Five million out of a population of more than 35 million may not seem like a lot, but Vignola said there’s no specific threshold they have to meet.
“What we’re looking for is as many users as possible, in the sense that every download counts,” she said.
She said the app, which costs nothing to download, is simply another tool against spread of the virus.
I personally use it to protect my kids and my mom because she’s elderly,” Vignola said.
Two provinces — British Columbia and Alberta — have still not come on board with the COVID Alert program. B.C.’s chief medical officer has said the app doesn’t provide enough information to be useful.
My results came back negative this morning. Again, my thanks to our tremendous health care professionals.

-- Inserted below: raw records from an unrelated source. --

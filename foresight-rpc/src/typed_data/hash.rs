//! EIP-712 hashing over a validated type tree.

use std::collections::BTreeSet;

use alloy_primitives::{keccak256, B256};

use super::grammar::FieldType;
use super::validate::{TypeTree, TypedValue};
use super::InvalidTypedData;

/// `Name(type1 name1,...)` followed by every referenced struct, sorted.
pub fn encode_type(tree: &TypeTree, primary: &str) -> String {
    let mut deps = BTreeSet::new();
    collect_dependencies(tree, primary, &mut deps);
    deps.remove(primary);

    let mut out = encode_single(tree, primary);
    for dep in deps {
        out.push_str(&encode_single(tree, &dep));
    }
    out
}

fn encode_single(tree: &TypeTree, name: &str) -> String {
    let fields = tree
        .fields(name)
        .unwrap_or_default()
        .iter()
        .map(|f| format!("{} {}", f.ty, f.name))
        .collect::<Vec<_>>()
        .join(",");
    format!("{name}({fields})")
}

fn collect_dependencies(tree: &TypeTree, name: &str, deps: &mut BTreeSet<String>) {
    if !deps.insert(name.to_string()) {
        return;
    }
    for field in tree.fields(name).unwrap_or_default() {
        if let FieldType::Struct(dep) = field.ty.base() {
            collect_dependencies(tree, dep, deps);
        }
    }
}

pub fn type_hash(tree: &TypeTree, name: &str) -> B256 {
    keccak256(encode_type(tree, name))
}

/// `keccak(typeHash || encodeData(value))`.
pub fn hash_struct(tree: &TypeTree, value: &TypedValue) -> Result<B256, InvalidTypedData> {
    let TypedValue::Struct { name, fields } = value else {
        return Err(InvalidTypedData::new("$", "hash_struct on a non-struct value"));
    };
    let mut buf = Vec::with_capacity(32 * (fields.len() + 1));
    buf.extend_from_slice(type_hash(tree, name).as_slice());
    for (_, field) in fields {
        buf.extend_from_slice(encode_field(tree, field)?.as_slice());
    }
    Ok(keccak256(buf))
}

fn encode_field(tree: &TypeTree, value: &TypedValue) -> Result<B256, InvalidTypedData> {
    Ok(match value {
        TypedValue::Uint(v) => B256::from(v.to_be_bytes::<32>()),
        TypedValue::Int(v) => B256::from(v.into_raw().to_be_bytes::<32>()),
        TypedValue::Bool(b) => {
            let mut word = [0u8; 32];
            word[31] = *b as u8;
            B256::from(word)
        }
        TypedValue::Address(a) => a.into_word(),
        TypedValue::FixedBytes(bytes) => B256::right_padding_from(bytes),
        TypedValue::Bytes(bytes) => keccak256(bytes),
        TypedValue::String(s) => keccak256(s.as_bytes()),
        TypedValue::Struct { .. } => hash_struct(tree, value)?,
        TypedValue::Array(items) => {
            let mut buf = Vec::with_capacity(32 * items.len());
            for item in items {
                buf.extend_from_slice(encode_field(tree, item)?.as_slice());
            }
            keccak256(buf)
        }
    })
}

/// `keccak(0x1901 || domainSeparator || hashStruct(message))`; the message
/// part is omitted when the primary type is the domain itself.
pub fn signing_hash(domain_separator: B256, message_hash: Option<B256>) -> B256 {
    let mut buf = Vec::with_capacity(66);
    buf.extend_from_slice(&[0x19, 0x01]);
    buf.extend_from_slice(domain_separator.as_slice());
    if let Some(message_hash) = message_hash {
        buf.extend_from_slice(message_hash.as_slice());
    }
    keccak256(buf)
}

If you don’t already have the #COVIDAlert, download it today and help stop the spread of this virus. https://t.co/XQSn3gkEjK
— Chrystia Freeland (@cafreeland) November 1, 2020
However, the launch of COVID Alert was collectively endorsed by the country’s privacy commissioners only because no personal information or locational data is collected by it.
Vignola said privacy concerns prevented her from providing a breakdown of the app’s uptake by province.
The app has seen some real-time action.
On Sunday, Deputy Prime Minister Chrystia Freeland said on Twitter she tested negative after the alert sounded on her phone the day before. Earlier in October, Trade Minister Mary Ng also tested negative after receiving a notification.
A curling tournament in Kitchener-Waterloo was called off last month after one of the players received a notice while on the ice.